• _Problem_
Please copy the lines below exactly, from the first one through the line showing "pub fn unpack_abgr(c: u32)".

Saved data entries

// color.rs - Packed colour helpers
//
// Colours travel to the GPU as ABGR words (R in the low byte).

/// Linear RGBA with components in `[0, 1]`.
pub type Rgba = [f32; 4];

pub const WHITE: Rgba = [1.0, 1.0, 1.0, 1.0];

/// White at the given opacity.
#[inline]
pub fn alpha(a: f32) -> Rgba {
    [1.0, 1.0, 1.0, a]
}

/// Pack 8-bit channels into an ABGR word.
#[inline]
pub fn pack_abgr(r: u8, g: u8, b: u8, a: u8) -> u32 {
    r as u32 | (g as u32) << 8 | (b as u32) << 16 | (a as u32) << 24
}

/// Unpack an ABGR word into `(r, g, b, a)`.
#[inline]
pub fn unpack_abgr(c: u32) -> (u8, u8, u8, u8) {
    (c as u8, (c >> 8) as u8, (c >> 16) as u8, (c >> 24) as u8)
}

#[inline]
fn unit_to_byte(v: f32) -> u8 {
    (v.clamp(0.0, 1.0) * 255.0 + 0.5) as u8
}

/// Hue/saturation/brightness (all in `[0, 1]`) to a packed ABGR word.
pub fn hsb_to_abgr(h: f32, s: f32, b: f32, a: f32) -> u32 {
    let (r, g, bl) = if s <= 0.0 {
        (b, b, b)
    } else {
        let sector = (h - h.floor()) * 6.0;
        let i = sector.floor();
        let f = sector - i;
        let p = b * (1.0 - s);
        let q = b * (1.0 - s * f);
        let t = b * (1.0 - s * (1.0 - f));
        match i as u32 {
            0 => (b, t, p),
            1 => (q, b, p),
            2 => (p, b, t),
            3 => (p, q, b),
            4 => (t, p, b),
            _ => (b, p, q),
        }
    };
    pack_abgr(unit_to_byte(r), unit_to_byte(g), unit_to_byte(bl), unit_to_byte(a))
}

#[cfg(test)]
mod tests {
    use super::*;

    #[test]
    fn primaries() {
        assert_eq!(hsb_to_abgr(0.0, 1.0, 1.0, 1.0), 0xFF0000FF);
        assert_eq!(hsb_to_abgr(1.0 / 3.0, 1.0, 1.0, 1.0), 0xFF00FF00);
        assert_eq!(hsb_to_abgr(2.0 / 3.0, 1.0, 1.0, 1.0), 0xFFFF0000);
    }

    #[test]
    fn zero_brightness_is_black() {
        let (r, g, b, a) = unpack_abgr(hsb_to_abgr(0.21, 0.9, 0.0, 1.0));
        assert_eq!((r, g, b, a), (0, 0, 0, 255));
    }

    #[test]
    fn grey_when_unsaturated() {
        let (r, g, b, _) = unpack_abgr(hsb_to_abgr(0.5, 0.0, 0.5, 1.0));
        assert_eq!(r, g);
        assert_eq!(g, b);
    }
}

• _Response to this task_
// color.rs - Packed colour helpers
//
// Colours travel to the GPU as ABGR words (R in the low byte).

/// Linear RGBA with components in `[0, 1]`.
pub type Rgba = [f32; 4];

pub const WHITE: Rgba = [1.0, 1.0, 1.0, 1.0];

/// White at the given opacity.
#[inline]
pub fn alpha(a: f32) -> Rgba {
    [1.0, 1.0, 1.0, a]
}

/// Pack 8-bit channels into an ABGR word.
#[inline]
pub fn pack_abgr(r: u8, g: u8, b: u8, a: u8) -> u32 {
    r as u32 | (g as u32) << 8 | (b as u32) << 16 | (a as u32) << 24
}

/// Unpack an ABGR word into `(r, g, b, a)`.
#[inline]
pub fn unpack_abgr(c: u32) -> (u8, u8, u8, u8) {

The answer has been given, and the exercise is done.